Institut Kesehatan Helvetia membuka Program studi D4 Kkeelamatan dan Kesehatan Kerja jalur SMA dan D3.

II. VISI:
Menjadi Program Studi yang menghasilkan sarjana terapan keselamatan dan kesehatan kerja yang memiliki kompetensi unggul di bidang keselamatan dan kesehatan kerja industri yang bereputasi internasional pada tahun2025.

III. MISI:

Misi Prodi Sarjana Terapann K3 adalah :

  1. Menyelenggarakan pendidikan dan pembelajaran yang efektif guna menghasilkan lulusan di bidang keselamatan dan kesehatan kerja industri yang unggul, berdaya saing dan mandiri.
  2. Melaksanakan penelitian yang mendukung pendidikan dan proses pembelajaran serta menghasilkan inovasi dan pengembangan dalam bidang keselamatan dan kesehatan kerja.
  3. Menyelenggarakan pengabdian kepada masyarakat industri dalam bidang keselamatan dan kesehatan kerja.
  4. Memperluas dan meningkatkan jejaring kerjasama dengan institusi dalam negeri dan luar negeri untuk meningkatkan kompetensi lulusan yang unggul di bidang keselamatan dan kesehatan kerja industri.
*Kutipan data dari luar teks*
impl WorkflowService {
    pub fn new(store: Arc<dyn CrmStore>, client: WorkflowClient) -> Self {
        Self { store, client }
    }

    pub async fn generate_prospects(
        &self,
        owner: Uuid,
        request: GenerateProspectsRequest,
    ) -> Result<Value, AppError> {
        let query = request.query.trim();
        if query.is_empty() {
            return Err(AppError::Validation("query is required".to_string()));
        }
        self.client
            .generate_prospects(query, request.localisation.trim(), owner)
            .await
    }

    pub async fn seo_audit(&self, owner: Uuid, request: SeoAuditRequest) -> Result<Value, AppError> {
        let prospect = self
            .store
            .get_prospect(owner, request.prospect_id)
            .await?
            .ok_or_else(|| prospect_not_found(request.prospect_id))?;
        self.client.seo_audit(&prospect, owner).await
    }

    pub async fn prospection_email(
        &self,
        owner: Uuid,
        request: ProspectionEmailRequest,
    ) -> Result<Value, AppError> {
        if request.prospect_ids.is_empty() {
            return Err(AppError::Validation(
                "prospect_ids must not be empty".to_string(),
            ));
        }

        let prospects = self.store.get_prospects(owner, &request.prospect_ids).await?;
        if prospects.is_empty() {
            return Err(AppError::NotFound("No matching prospects".to_string()));
        }

        let ids: Vec<Uuid> = prospects.iter().map(|p| p.id).collect();
        let enrichments = self.store.list_enrichments(owner, &ids).await?;
        let payload = attach_enrichments(prospects, enrichments);

        self.client.send_prospection_email(&payload).await
    }
}

fn attach_enrichments(
    prospects: Vec<Prospect>,
    enrichments: Vec<Enrichment>,
) -> Vec<ProspectWithEnrichments> {
    prospects
        .into_iter()
        .map(|prospect| {
            let enrichies = enrichments
                .iter()
                .filter(|e| e.id_prospect == prospect.id)
                .cloned()
                .collect();
            ProspectWithEnrichments {
                prospect,
                enrichies,
            }
        })
        .collect()
}

#[cfg(test)]
mod tests {
    use super::*;

    #[test]
    fn create_requires_nom() {
        let err = validate_new_prospect(NewProspect::default()).unwrap_err();
        assert_eq!(err.code(), "VALIDATION_ERROR");

        let blank = NewProspect {
            nom: Some("   ".to_string()),
            ..Default::default()
        };
        assert!(validate_new_prospect(blank).is_err());
    }

    #[test]
    fn create_normalizes_blank_optionals_and_keeps_zero_score() {
        let insert = validate_new_prospect(NewProspect {
            nom: Some(" Boulangerie Martin ".to_string()),
            telephone: Some("".to_string()),
            score_seo: Some(0),
            ..Default::default()
        })
        .unwrap();
        assert_eq!(insert.nom, "Boulangerie Martin");
        assert_eq!(insert.telephone, None);
        assert_eq!(insert.score_seo, Some(0));
    }

    #[test]
    fn score_bounds_are_inclusive() {
        assert!(validate_score(-1).is_err());
        assert!(validate_score(101).is_err());
        assert_eq!(validate_score(100).unwrap(), 100);
    }

    #[test]
    fn patch_cannot_clear_nom_but_can_clear_optionals() {
        let patch = ProspectPatch {
            nom: Some(None),
            ..Default::default()
        };
        assert!(validate_patch(patch).is_err());

        let patch = ProspectPatch {
            telephone: Some(None),
            score_seo: Some(None),
            ..Default::default()
        };
        let changes = validate_patch(patch).unwrap();
        assert_eq!(changes.telephone, Some(None));
        assert_eq!(changes.score_seo, Some(None));
        assert_eq!(changes.nom, None);
    }

    #[test]
    fn email_shape() {
        assert!(is_valid_email("contact@exemple.fr"));
        assert!(!is_valid_email("contact@exemple"));
        assert!(!is_valid_email("not an email"));
    }

    #[test]
    fn malformed_ids_are_not_found() {
        assert_eq!(parse_uuid("abc", "Prospect").unwrap_err().code(), "NOT_FOUND");
        assert_eq!(parse_enrichment_id("x1").unwrap_err().code(), "NOT_FOUND");
    }

    #[test]
    fn table_names() {
        assert_eq!(validate_table_name("leads_2024").unwrap(), "leads_2024");
        assert!(validate_table_name("").is_err());
        assert!(validate_table_name("drop table;").is_err());
        assert!(validate_table_name(&"a".repeat(64)).is_err());
    }

    #[test]
    fn schema_is_normalized_and_checked() {
        let normalized = validate_table_schema(&json!({
            "fields": [{"name": "company", "required": true}]
        }))
        .unwrap();
        assert_eq!(normalized["fields"][0]["type"], "text");

        assert!(validate_table_schema(&json!({"fields": [{"name": "x", "type": "blob"}]})).is_err());
        assert!(validate_table_schema(&json!({
            "fields": [{"name": "x"}, {"name": "x", "type": "number"}]
        }))
        .is_err());
        assert!(validate_table_schema(&json!([1, 2])).is_err());
    }

    #[test]
    fn required_fields_accept_false_and_zero() {
        let schema = TableSchema::from_stored(&json!({
            "fields": [
                {"name": "active", "type": "boolean", "required": true},
                {"name": "count", "type": "number", "required": true},
                {"name": "label", "required": true}
            ]
        }));

        let ok = json!({"active": false, "count": 0, "label": "x"});
        assert!(validate_required_fields(&schema, ok.as_object().unwrap()).is_ok());

        let blank = json!({"active": true, "count": 1, "label": "  "});
        let err = validate_required_fields(&schema, blank.as_object().unwrap()).unwrap_err();
        assert!(err.to_string().contains("label"));
    }

    #[test]
    fn record_documents_drop_system_keys() {
        let doc = record_document(json!({"id": "x", "name": "ACME"})).unwrap();
        assert!(!doc.contains_key("id"));
        assert!(record_document(json!("text")).is_err());
    }
}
IV. PENDIDIKAN DAN KURIKULUM
Mahasiswa yang mengikuti Program Studi D4 K3  harus menyelesaikan mata kuliah sekitar 156 SKS untuk jalur SMA sederajat dengan lama kuliah 4 tahun (8 semester), dan  40 SKS untuk jalur asal D3 K3, dengan paket kurikulum 2 semester, dan lama studi 1 (satu) tahun setelah lulus dari D4/ S1 Kebidanan. Waktu perkuliahan dirancang hanya pada hari Jumat dan Sabtu per minggu dan didukung sistem perkuliahan berbasis Internet (E-Learning) sehingga memudahkan bagi mahasiswa yang berdomisili di luar daerah. Peserta yang berhasil menyelesaikan program pendidikan ini, berhak menyandang gelar Sarjana Teapan K3.
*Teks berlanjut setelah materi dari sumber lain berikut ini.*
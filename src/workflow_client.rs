use crate::config::Config;
use crate::errors::AppError;
use crate::models::{Prospect, ProspectWithEnrichments};
use serde_json::{json, Value};
use std::time::Duration;
use url::Url;
use uuid::Uuid;

/// Client for the N8N automation webhooks.
///
/// Each workflow is a GET webhook taking its inputs as query parameters.
/// A workflow whose URL is not configured fails with
/// `WORKFLOW_NOT_CONFIGURED` without any network call.
#[derive(Clone)]
pub struct WorkflowClient {
    client: reqwest::Client,
    generate_prospects_url: Option<String>,
    seo_audit_url: Option<String>,
    prospection_email_url: Option<String>,
}

impl WorkflowClient {
    /// Creates a new `WorkflowClient` from the webhook URLs in `config`.
    pub fn new(config: &Config) -> Result<Self, AppError> {
        let client = reqwest::Client::builder()
            .timeout(Duration::from_secs(120))
            .build()
            .map_err(|e| {
                AppError::InternalError(format!("Failed to create workflow client: {}", e))
            })?;

        Ok(Self {
            client,
            generate_prospects_url: config.n8n_generate_prospects_url.clone(),
            seo_audit_url: config.n8n_seo_audit_url.clone(),
            prospection_email_url: config.n8n_prospection_email_url.clone(),
        })
    }

    /// Asks the engine to find new prospects for `query` around `localisation`.
    ///
    /// # Arguments
    ///
    /// * `query` - Business type or keywords to search for.
    /// * `localisation` - Free-form location, may be empty.
    /// * `owner` - The caller; generated prospects are attributed to them.
    pub async fn generate_prospects(
        &self,
        query: &str,
        localisation: &str,
        owner: Uuid,
    ) -> Result<Value, AppError> {
        let params = [
            ("query", query.to_string()),
            ("localisation", localisation.to_string()),
            ("user_id", owner.to_string()),
        ];
        self.trigger("generate-prospects", self.generate_prospects_url.as_deref(), &params)
            .await
    }

    /// Starts an SEO audit of the prospect's website.
    pub async fn seo_audit(&self, prospect: &Prospect, owner: Uuid) -> Result<Value, AppError> {
        let params = [
            ("prospect_id", prospect.id.to_string()),
            ("user_id", owner.to_string()),
            ("site_web", prospect.site_web.clone().unwrap_or_default()),
        ];
        self.trigger("seo-audit", self.seo_audit_url.as_deref(), &params)
            .await
    }

    /// Sends the prospection email for the given prospects and their
    /// enrichments, passed as one JSON-encoded `prospects` parameter.
    pub async fn send_prospection_email(
        &self,
        prospects: &[ProspectWithEnrichments],
    ) -> Result<Value, AppError> {
        let encoded = serde_json::to_string(prospects).map_err(|e| {
            AppError::InternalError(format!("Failed to encode prospects: {}", e))
        })?;
        self.trigger(
            "prospection-email",
            self.prospection_email_url.as_deref(),
            &[("prospects", encoded)],
        )
        .await
    }

    async fn trigger(
        &self,
        workflow: &str,
        base_url: Option<&str>,
        params: &[(&str, String)],
    ) -> Result<Value, AppError> {
        let base_url = base_url.ok_or_else(|| {
            AppError::WorkflowNotConfigured(format!("Workflow '{}' has no webhook URL", workflow))
        })?;

        let url = Url::parse_with_params(base_url, params).map_err(|e| {
            AppError::WorkflowError(format!("Invalid webhook URL for '{}': {}", workflow, e))
        })?;
        tracing::info!("Triggering workflow {}", workflow);

        let response = self.client.get(url).send().await.map_err(|e| {
            AppError::WorkflowError(format!("Workflow '{}' request failed: {}", workflow, e))
        })?;

        let status = response.status();
        let body = response
            .text()
            .await
            .map_err(|e| AppError::WorkflowError(format!("Failed to read workflow response: {}", e)))?;

        if !status.is_success() {
            return Err(AppError::WorkflowError(format!(
                "Workflow '{}' returned {}: {}",
                workflow, status, body
            )));
        }

        tracing::info!("✓ Workflow {} completed ({})", workflow, status);
        Ok(parse_body(body))
    }
}

/// Engine responses are usually JSON; anything else is wrapped as `{"raw": text}`.
fn parse_body(body: String) -> Value {
    if body.trim().is_empty() {
        return json!({});
    }
    serde_json::from_str(&body).unwrap_or_else(|_| json!({ "raw": body }))
}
V. PERSYARATAN CALON MAHASISWA
1.1. Warga Negara Indonesia.
1.2. Dasar Pendidikan : Tamat SMA/MA/SMK jalur SMA Sederajat.
1.3. Tamat SMA/ SMU / SMK/ MA semua jurusan dan Paket C.
1.4. Tamat D-III  kesehatan untuk kelas extensi; akan iberikan matrikulasi gratis.
1.5. Membawa FC Ijazah / SKTL dan Transkrip, serta PKesehataas Photo 2×3,3×4,4×6 (4 lbr)
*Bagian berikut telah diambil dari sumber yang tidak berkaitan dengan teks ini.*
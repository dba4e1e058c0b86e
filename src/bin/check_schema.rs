//! Utility to inspect the database schema and print the CRM table structures.

use dotenvy::dotenv;
use sqlx::postgres::PgPoolOptions;
use std::env;

const CRM_TABLES: [&str; 4] = [
    "prospects",
    "custom_tables",
    "custom_table_records",
    "informations_enrichies",
];

/// Main entry point for the schema inspection utility.
///
/// Connects to the database and lists the columns of every CRM table,
/// flagging the ones that are missing.
#[tokio::main]
async fn main() -> anyhow::Result<()> {
    dotenv().ok();
    let database_url = env::var("DATABASE_URL")
        .or_else(|_| env::var("DB_URL"))
        .map_err(|_| anyhow::anyhow!("DATABASE_URL must be set"))?;
    let pool = PgPoolOptions::new()
        .max_connections(1)
        .connect(&database_url)
        .await?;

    let mut missing = 0;
    for table in CRM_TABLES {
        let columns: Vec<(String, String, String)> = sqlx::query_as(
            "SELECT column_name, data_type, is_nullable FROM information_schema.columns
             WHERE table_schema = 'public' AND table_name = $1
             ORDER BY ordinal_position",
        )
        .bind(table)
        .fetch_all(&pool)
        .await?;

        if columns.is_empty() {
            println!("✗ {} (missing)", table);
            missing += 1;
            continue;
        }

        println!("✓ {}", table);
        for (col, type_, nullable) in columns {
            let null = if nullable == "YES" { "" } else { " not null" };
            println!("  - {}: {}{}", col, type_, null);
        }
        println!();
    }

    if missing > 0 {
        anyhow::bail!("{} table(s) missing, run with RUN_MIGRATIONS=true", missing);
    }

    Ok(())
}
VI. PERINCIAN BIAYA JALUR SMA
1.1. Pendaftaran 300.000
1.2. Perlengkapan 500.000
1.3. Pengembangan akademik 1.500.000 (Gratis bagi alumni dan hanya 1x selama pendidikan)
1.4. SPP (sumbangan pembinaan pendidikan) 3.000.000 per semester.
1.5. Kursus komputer dan English 500.000 per semester.
Note : tersedia beasiswa mencapai 100%.